Language about motion in a direction, or about objects located in a given location, yielded significant interference on a visual perception task in the first two studies. To investigate whether this effect was the result of lexical or sentential interpretation, we performed a third experiment testing whether sentences that included motion verbs but did not denote literal motion would also interfere with object categorization.

Verbs of motion can be used cross-linguistically to describe events that do not involve literal motion, such as fictive motion (7a and 7b; Matlock, 2004a; Talmy, 2000) and metaphorical motion (7c and 7d; Lakoff & Johnson, 1980):

  • (7) a. The drainpipe climbs up the back wall of the house.

  • b. Starting at the house, the fence drops down quickly to the ocean.

  • c. Oil prices climbed above $51 per barrel.

  • d. Mortgage rates dropped further below 6 percent this week.
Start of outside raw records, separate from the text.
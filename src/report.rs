//! Console output for the transfer walkthrough.

use std::io::{self, Write};

use bitcoincore_rpc::bitcoin::Address;
use serde::Serialize;
use serde_json::Value;
use serde_json::ser::{PrettyFormatter, Serializer};

const WIDTH: usize = 60;

pub fn banner(out: &mut impl Write, title: &str) -> io::Result<()> {
    writeln!(out, "{}", "=".repeat(WIDTH))?;
    writeln!(out, "{title}")?;
    writeln!(out, "{}", "=".repeat(WIDTH))
}

pub fn closing(out: &mut impl Write) -> io::Result<()> {
    writeln!(out, "{}", "=".repeat(WIDTH))
}

pub fn rule(out: &mut impl Write) -> io::Result<()> {
    writeln!(out, "{}", "-".repeat(WIDTH))
}

/// JSON with four-space indentation.
pub fn to_pretty_json(value: &Value) -> String {
    let mut buf = Vec::new();
    let mut ser = Serializer::with_formatter(&mut buf, PrettyFormatter::with_indent(b"    "));
    // Serializing a `Value` into memory cannot fail.
    if value.serialize(&mut ser).is_err() {
        return value.to_string();
    }
    String::from_utf8(buf).unwrap_or_else(|_| value.to_string())
}

pub fn pretty_print(out: &mut impl Write, title: &str, value: &Value) -> io::Result<()> {
    writeln!(out, "\n--- {title} ---")?;
    writeln!(out, "{}", to_pretty_json(value))?;
    rule(out)
}

/// `scriptPubKey.hex` of the first output paying `address`.
///
/// Newer nodes report a single `address`; older ones an `addresses` array.
pub fn locking_script_for<'a>(decoded: &'a Value, address: &Address) -> Option<&'a str> {
    let wanted = address.to_string();

    decoded["vout"].as_array()?.iter().find_map(|out| {
        let spk = &out["scriptPubKey"];
        let single = spk["address"].as_str() == Some(wanted.as_str());
        let listed = spk["addresses"]
            .as_array()
            .is_some_and(|list| list.iter().any(|a| a.as_str() == Some(wanted.as_str())));

        if single || listed { spk["hex"].as_str() } else { None }
    })
}

/// Unlocking data of one input.
#[derive(Debug, Clone, PartialEq)]
pub struct Unlocking<'a> {
    pub script_sig: &'a Value,
    pub witness: Option<&'a Value>,
}

/// Inputs carrying a `scriptSig`, in input order.
pub fn unlocking_scripts(decoded: &Value) -> Vec<Unlocking<'_>> {
    let Some(vin) = decoded["vin"].as_array() else {
        return Vec::new();
    };

    vin.iter()
        .filter_map(|input| {
            let script_sig = input.get("scriptSig")?;
            Some(Unlocking {
                script_sig,
                witness: input.get("txinwitness"),
            })
        })
        .collect()
}
//! Scripted in-memory node for driving the transfer flows.
//!
//! Keeps just enough ledger state for the flows to make progress: coins sent
//! or broadcast to an address show up in `listunspent` for that address.

#![allow(dead_code)]

use std::cell::{Cell, RefCell};
use std::collections::HashMap;
use std::str::FromStr;

use bitcoincore_rpc::bitcoin::address::NetworkUnchecked;
use bitcoincore_rpc::bitcoin::{Address, Amount, Network, ScriptBuf, Txid};
use bitcoincore_rpc::json::{AddressType, CreateRawTransactionInput};
use segwit_chain::config::Config;
use segwit_chain::rpc::{ChainInfo, NodeRpc, RpcResult, SignedTransaction, Utxo};
use serde_json::{Value, json};

pub fn regtest_address(tag: u8) -> Address {
    Address::p2sh(&ScriptBuf::from_bytes(vec![0x51, tag]), Network::Regtest).unwrap()
}

pub fn txid(n: u64) -> Txid {
    Txid::from_str(&format!("{n:064x}")).unwrap()
}

pub fn btc(value: f64) -> Amount {
    Amount::from_btc(value).unwrap()
}

fn rpc_error(message: &str) -> bitcoincore_rpc::Error {
    bitcoincore_rpc::Error::ReturnedError(message.to_owned())
}

pub struct RawTx {
    pub inputs: Vec<CreateRawTransactionInput>,
    pub outputs: HashMap<String, Amount>,
    pub txid: Txid,
}

/// Fake bitcoind. Every RPC method name is appended to `calls`.
pub struct FakeNode {
    pub calls: RefCell<Vec<String>>,
    pub loaded_wallets: RefCell<Vec<String>>,
    pub reachable: bool,
    pub loadable: bool,
    pub sign_complete: bool,
    /// When false, `sendtoaddress` succeeds but the coin never shows up.
    pub funding_lands: bool,
    /// Hand out mainnet addresses regardless of the node's chain.
    pub foreign_addresses: bool,
    /// Output left out of `decoderawtransaction` results.
    pub hidden_output: Option<Address>,
    pub balance: Amount,
    pub address_kinds: RefCell<Vec<(String, Option<AddressType>)>>,
    pub mined: RefCell<Vec<(u64, Address)>>,
    pub utxos: RefCell<HashMap<Address, Vec<Utxo>>>,
    pub raw: RefCell<Vec<RawTx>>,
    pub next_address: Cell<u8>,
    pub next_txid: Cell<u64>,
}

impl Default for FakeNode {
    fn default() -> Self {
        Self {
            calls: RefCell::default(),
            loaded_wallets: RefCell::new(vec!["default".into()]),
            reachable: true,
            loadable: true,
            sign_complete: true,
            funding_lands: true,
            foreign_addresses: false,
            hidden_output: None,
            balance: btc(50.0),
            address_kinds: RefCell::default(),
            mined: RefCell::default(),
            utxos: RefCell::default(),
            raw: RefCell::default(),
            next_address: Cell::new(1),
            next_txid: Cell::new(1),
        }
    }
}

impl FakeNode {
    pub fn with_utxo(self, address: &Address, amount: Amount) -> Self {
        let id = self.fresh_txid();
        self.credit(address, id, 0, amount);
        self
    }

    pub fn calls(&self) -> Vec<String> {
        self.calls.borrow().clone()
    }

    fn record(&self, method: &str) {
        self.calls.borrow_mut().push(method.to_owned());
    }

    fn fresh_txid(&self) -> Txid {
        let n = self.next_txid.get();
        self.next_txid.set(n + 1);
        txid(n)
    }

    fn credit(&self, address: &Address, txid: Txid, vout: u32, amount: Amount) {
        self.utxos
            .borrow_mut()
            .entry(address.clone())
            .or_default()
            .push(Utxo {
                txid,
                vout,
                amount,
                confirmations: 1,
            });
    }

    fn find_raw(&self, hex: &str) -> Option<usize> {
        let index = hex.trim_start_matches("signed-").strip_prefix("raw")?;
        index.parse().ok()
    }
}

impl NodeRpc for FakeNode {
    fn blockchain_info(&self) -> RpcResult<ChainInfo> {
        self.record("getblockchaininfo");
        if !self.reachable {
            return Err(rpc_error("connection refused"));
        }
        Ok(ChainInfo {
            chain: "regtest".into(),
            blocks: 0,
            best_block_hash: "00".repeat(32),
        })
    }

    fn list_wallets(&self) -> RpcResult<Vec<String>> {
        self.record("listwallets");
        Ok(self.loaded_wallets.borrow().clone())
    }

    fn load_wallet(&self, name: &str) -> RpcResult<()> {
        self.record("loadwallet");
        if !self.loadable {
            return Err(rpc_error("Wallet file not found"));
        }
        self.loaded_wallets.borrow_mut().push(name.to_owned());
        Ok(())
    }

    fn balance(&self) -> RpcResult<Amount> {
        self.record("getbalance");
        Ok(self.balance)
    }

    fn new_address(
        &self,
        label: &str,
        kind: Option<AddressType>,
    ) -> RpcResult<Address<NetworkUnchecked>> {
        self.record("getnewaddress");
        self.address_kinds.borrow_mut().push((label.to_owned(), kind));
        let tag = self.next_address.get();
        self.next_address.set(tag + 1);

        let network = if self.foreign_addresses {
            Network::Bitcoin
        } else {
            Network::Regtest
        };
        let address = Address::p2sh(&ScriptBuf::from_bytes(vec![0x51, tag]), network).unwrap();
        Ok(address.to_string().parse().unwrap())
    }

    fn generate_to_address(&self, blocks: u64, address: &Address) -> RpcResult<Vec<String>> {
        self.record("generatetoaddress");
        self.mined.borrow_mut().push((blocks, address.clone()));
        Ok((0..blocks).map(|n| format!("{n:064x}")).collect())
    }

    fn send_to_address(&self, address: &Address, amount: Amount) -> RpcResult<Txid> {
        self.record("sendtoaddress");
        let id = self.fresh_txid();
        if self.funding_lands {
            self.credit(address, id, 0, amount);
        }
        Ok(id)
    }

    fn list_unspent(
        &self,
        _min_conf: usize,
        _max_conf: usize,
        address: &Address,
    ) -> RpcResult<Vec<Utxo>> {
        self.record("listunspent");
        Ok(self.utxos.borrow().get(address).cloned().unwrap_or_default())
    }

    fn create_raw_transaction(
        &self,
        inputs: &[CreateRawTransactionInput],
        outputs: &HashMap<String, Amount>,
    ) -> RpcResult<String> {
        self.record("createrawtransaction");
        let txid = self.fresh_txid();
        let mut raw = self.raw.borrow_mut();
        raw.push(RawTx {
            inputs: inputs.to_vec(),
            outputs: outputs.clone(),
            txid,
        });
        Ok(format!("raw{}", raw.len() - 1))
    }

    fn sign_raw_transaction(&self, hex: &str) -> RpcResult<SignedTransaction> {
        self.record("signrawtransactionwithwallet");
        Ok(SignedTransaction {
            hex: format!("signed-{hex}"),
            complete: self.sign_complete,
        })
    }

    fn send_raw_transaction(&self, hex: &str) -> RpcResult<Txid> {
        self.record("sendrawtransaction");
        let index = self.find_raw(hex).ok_or_else(|| rpc_error("TX decode failed"))?;
        let raw = self.raw.borrow();
        let tx = &raw[index];

        // Spent inputs leave the UTXO set, outputs join it
        for utxos in self.utxos.borrow_mut().values_mut() {
            utxos.retain(|u| !tx.inputs.iter().any(|i| i.txid == u.txid && i.vout == u.vout));
        }
        let mut outputs: Vec<_> = tx.outputs.iter().collect();
        outputs.sort();
        for (vout, (address, amount)) in outputs.into_iter().enumerate() {
            let address = address
                .parse::<Address<NetworkUnchecked>>()
                .map_err(|e| rpc_error(&e.to_string()))?
                .assume_checked();
            self.credit(&address, tx.txid, vout as u32, *amount);
        }
        Ok(tx.txid)
    }

    fn decode_raw_transaction(&self, hex: &str) -> RpcResult<Value> {
        self.record("decoderawtransaction");
        let index = self.find_raw(hex).ok_or_else(|| rpc_error("TX decode failed"))?;
        let raw = self.raw.borrow();
        let tx = &raw[index];

        let hidden = self.hidden_output.as_ref().map(ToString::to_string);
        let mut outputs: Vec<_> = tx
            .outputs
            .iter()
            .filter(|(address, _)| Some(*address) != hidden.as_ref())
            .collect();
        outputs.sort();
        let vout: Vec<Value> = outputs
            .into_iter()
            .enumerate()
            .map(|(n, (address, amount))| {
                json!({
                    "value": amount.to_btc(),
                    "n": n,
                    "scriptPubKey": {"hex": format!("a914{n:040x}87"), "address": address, "type": "scripthash"}
                })
            })
            .collect();
        let vin: Vec<Value> = tx
            .inputs
            .iter()
            .map(|input| {
                json!({
                    "txid": input.txid.to_string(),
                    "vout": input.vout,
                    "scriptSig": {"asm": "0014deadbeef", "hex": "160014deadbeef"},
                    "txinwitness": ["3044cafe01", "02beef"],
                })
            })
            .collect();

        Ok(json!({"txid": tx.txid.to_string(), "vin": vin, "vout": vout}))
    }
}

pub fn config() -> Config {
    Config::default()
}

pub fn output(buf: Vec<u8>) -> String {
    String::from_utf8(buf).unwrap()
}
//! The two P2SH-SegWit transfer legs, A'->B' and B'->C'.

pub mod a_to_b;
pub mod b_to_c;

use std::io::Write;

use bitcoincore_rpc::bitcoin::Txid;
use serde_json::Value;

use crate::error::{Error, Result};
use crate::rpc::NodeRpc;
use crate::spend::SpendPlan;

pub use a_to_b::AtoBOutcome;
pub use b_to_c::{BtoCOutcome, Endpoints};

/// A broadcast transfer and its decoded form.
#[derive(Debug, Clone, PartialEq)]
pub struct TransferReceipt {
    pub txid: Txid,
    pub signed_hex: String,
    pub decoded: Value,
}

/// Build, sign and broadcast `plan`.
///
/// `label` names the leg in the output, e.g. `A' -> B'`.
pub fn broadcast<R: NodeRpc + ?Sized>(
    rpc: &R,
    plan: &SpendPlan,
    label: &str,
    out: &mut impl Write,
) -> Result<(Txid, String)> {
    let raw_hex = rpc.create_raw_transaction(&plan.inputs(), &plan.outputs())?;
    writeln!(out, "\nRaw Transaction Hex ({label}):")?;
    writeln!(out, "{raw_hex}")?;

    let signed = rpc.sign_raw_transaction(&raw_hex)?;
    if !signed.complete {
        tracing::warn!(leg = label, "Wallet could not sign every input");
        return Err(Error::SigningIncomplete);
    }

    let txid = rpc.send_raw_transaction(&signed.hex)?;
    tracing::info!(
        leg = label,
        %txid,
        send = %plan.send,
        fee = %plan.fee,
        change = ?plan.change.as_ref().map(|(_, amount)| amount.to_sat()),
        "Broadcast transaction"
    );
    writeln!(out, "\nTransaction {label} broadcasted. TXID: {txid}")?;

    Ok((txid, signed.hex))
}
The interpretation processes involved in understanding figurative language have been a matter of significant research and debate. Some work has demonstrated that language users access internal representations of space and motion when performing reasoning tasks about abstract concepts understood metaphorically in terms of these concrete notions (Boroditsky, 2000; Boroditsky & Ramscar, 2002; Gibbs, Bogdonovich, Sykes, & Barr, 1997). Moreover, there is limited evidence that processing connected discourse using metaphor proceeds most quickly when conventional metaphorical expressions are used (Langston, 2002). However, we do not yet know whether simply processing metaphorical motion language makes use of spatial representations. Critically, if the effect observed above in the first two experiments is simply lexical or if figurative language yields the same visual imagery that literal language does, then we should expect to see no difference when the same experiment described above is conducted with figurative upward or downward motion sentences rather than literal ones. However, if the effect observed in the previous experiments is due to the interpretation of the sentence—where a participant mentally simulates the described scene—and does not simply result from the lexical semantics of constituent words (and if figurative language differs in some ways from literal language interpretation), then we expect to see a significant decrease in the interference effect with metaphorical sentences. In the most convincing scenario, we would observe the significant interference effect triggered by literal sentences to disappear entirely with figurative ones.

4.1. Method

All the motion verbs used in the first study on literal sentences (section 2) can also be used to describe changes in quantity or value of entities that do not have physical height, such as oil prices or mortgage rates (7c and 7d). Thus, to create metaphorical sentences, we used subjects such as rates and prices along with the same motion verbs used in the first experiment to produce metaphorical sentences. The sentences were normed as described in section 2.2. The up and down metaphorical sentences showed no significant difference in RT, F (1, 27) = 0.07, p = .79; or in meaningfulness, F (1, 27) = 0.97, p = .33 (Table 2). The nouns in metaphorical up versus down sentences were not rated differently in upness: F (1, 28) = 1.21, p = .28; or in downness: F (1, 27) = 0.003, p = .95; whereas the verbs were, as seen in Table 1.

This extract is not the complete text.